Plébiscité par Marlène Schiappa et Gérald Darmanin, Gravel incarne parfaitement la continuité du tournant à droite et des offensives racistes du gouvernement Macron. Tout en cherchant à se délimiter des sorties de Le Pen et Zemmour, le gouvernement Macron joue pourtant dans leur cour en multipliant les offensives racistes et islamophobes autour du “séparatisme”, que vient maintenant compléter l’attention portée à la “lutte contre la radicalisation”.

Il s’agit, avec les polémiques constantes et la menace de la répression, d’intimer le silence à tous les travailleurs et tous les jeunes musulmans ou présumés musulmans, qui occupent les emplois les plus précaires et les moins socialement rétribués, et qui auraient à ce titre toutes les raisons de se révolter. Mais aussi de détourner l’attention, en agitant l’épouvantail de la “radicalisation” ou du “séparatisme”, de la crise sanitaire, sociale et économique qui se joue.

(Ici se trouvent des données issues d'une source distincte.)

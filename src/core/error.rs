//! Domain-specific error types and error handling utilities.
//!
//! This module defines [`RevCacheError`] which covers every failure mode of the
//! revision cache, the history walker and the CLI. It uses `thiserror` for
//! ergonomic error definitions and includes constructors for the variants that
//! carry a path and an underlying I/O error.
//!
//! # Public API
//! - [`RevCacheError`]: Main error enum covering all failure modes
//! - [`Result<T>`]: Type alias for `std::result::Result<T, RevCacheError>`
//!
//! # Error Categories
//! - **Input contract**: Empty root path, empty mapping, malformed revision keys
//! - **Environment**: Missing directory, unreadable or unwritable cache files
//! - **Format**: Magic/version mismatch, corrupted or truncated streams
//! - **Walker**: Repository discovery, git2 failures, cancellation

use std::path::PathBuf;
use thiserror::Error;

/// Domain-specific error types for git-revcache
#[derive(Error, Debug)]
pub enum RevCacheError {
    // Git repository errors
    #[error("Not in a git repository")]
    NotInGitRepo,

    #[error("Git repository error: {0}")]
    GitRepo(#[from] git2::Error),

    #[error("Invalid UTF-8 path in repository")]
    InvalidUtf8Path,

    #[error("Operation cancelled")]
    Cancelled,

    #[error("IO error: {0}")]
    Io(#[from] std::io::Error),

    // Input contract errors
    #[error("Cache root path is empty")]
    EmptyRootPath,

    #[error("Nothing to save: the revision map is empty")]
    EmptyCache,

    #[error("Invalid revision key '{key}': expected 40 ASCII characters")]
    InvalidRevisionKey { key: String },

    #[error("Invalid record for revision '{key}': {reason}")]
    InvalidRecord { key: String, reason: String },

    // Cache environment errors
    #[error("Cache directory does not exist: {path}")]
    CacheDirectoryNotFound { path: PathBuf },

    #[error("Failed to write cache file '{path}': {source}")]
    CacheWriteFailed {
        path: PathBuf,
        source: std::io::Error,
    },

    #[error("Failed to read cache file '{path}': {source}")]
    CacheReadFailed {
        path: PathBuf,
        source: std::io::Error,
    },

    #[error("Access denied replacing cache file '{path}': {source}")]
    CacheReplaceFailed {
        path: PathBuf,
        source: std::io::Error,
    },

    // Cache format errors
    #[error("Cache file '{path}' has an unsupported format (magic {magic:#010x}, version {version})")]
    CacheFormatMismatch {
        path: PathBuf,
        magic: u32,
        version: i32,
    },

    #[error("Cache data is corrupted: {reason}")]
    CacheCorrupted { reason: String },

    // Configuration errors
    #[error("Invalid compression level {level}: expected a value between 0 and 9")]
    InvalidCompressionLevel { level: u32 },

    #[error("JSON serialization error: {0}")]
    Json(#[from] serde_json::Error),
}

/// Convenience type alias for Results using RevCacheError
pub type Result<T> = std::result::Result<T, RevCacheError>;

impl RevCacheError {
    /// Create an invalid revision key error
    pub fn invalid_revision_key(key: impl Into<String>) -> Self {
        Self::InvalidRevisionKey { key: key.into() }
    }

    /// Create an invalid record error
    pub fn invalid_record(key: impl Into<String>, reason: impl Into<String>) -> Self {
        Self::InvalidRecord {
            key: key.into(),
            reason: reason.into(),
        }
    }

    /// Create a cache directory not found error
    pub fn cache_directory_not_found(path: impl Into<PathBuf>) -> Self {
        Self::CacheDirectoryNotFound { path: path.into() }
    }

    /// Create a cache write failed error
    pub fn cache_write_failed(path: impl Into<PathBuf>, source: std::io::Error) -> Self {
        Self::CacheWriteFailed {
            path: path.into(),
            source,
        }
    }

    /// Create a cache read failed error
    pub fn cache_read_failed(path: impl Into<PathBuf>, source: std::io::Error) -> Self {
        Self::CacheReadFailed {
            path: path.into(),
            source,
        }
    }

    /// Create a cache replace failed error
    pub fn cache_replace_failed(path: impl Into<PathBuf>, source: std::io::Error) -> Self {
        Self::CacheReplaceFailed {
            path: path.into(),
            source,
        }
    }

    /// Create a format mismatch error
    pub fn cache_format_mismatch(path: impl Into<PathBuf>, magic: u32, version: i32) -> Self {
        Self::CacheFormatMismatch {
            path: path.into(),
            magic,
            version,
        }
    }

    /// Create a corrupted cache error
    pub fn cache_corrupted(reason: impl Into<String>) -> Self {
        Self::CacheCorrupted {
            reason: reason.into(),
        }
    }
}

D’autant plus que ce prétexte permet de justifier l’usage de pratiques autoritaires, et la nomination de Gravel au CIPDR semble incarner cette menace, en les employant d’abord contre les ennemis désignés d’aujourd’hui suspectés de « radicalisation » pour avoir laissé pousser une barbe, porté un voile, ou pratiqué la prière. Pratiques qui seront utilisées demain contre les mouvements sociaux à l’instar des Gilets jaunes et du mouvement ouvrier.

Face à l’islamophobie et au racisme d’État, il apparaît donc urgent que les organisations de gauche et d’extrême-gauche, se réclamant de la jeunesse et du mouvement ouvrier, face front contre ces attaques du gouvernement.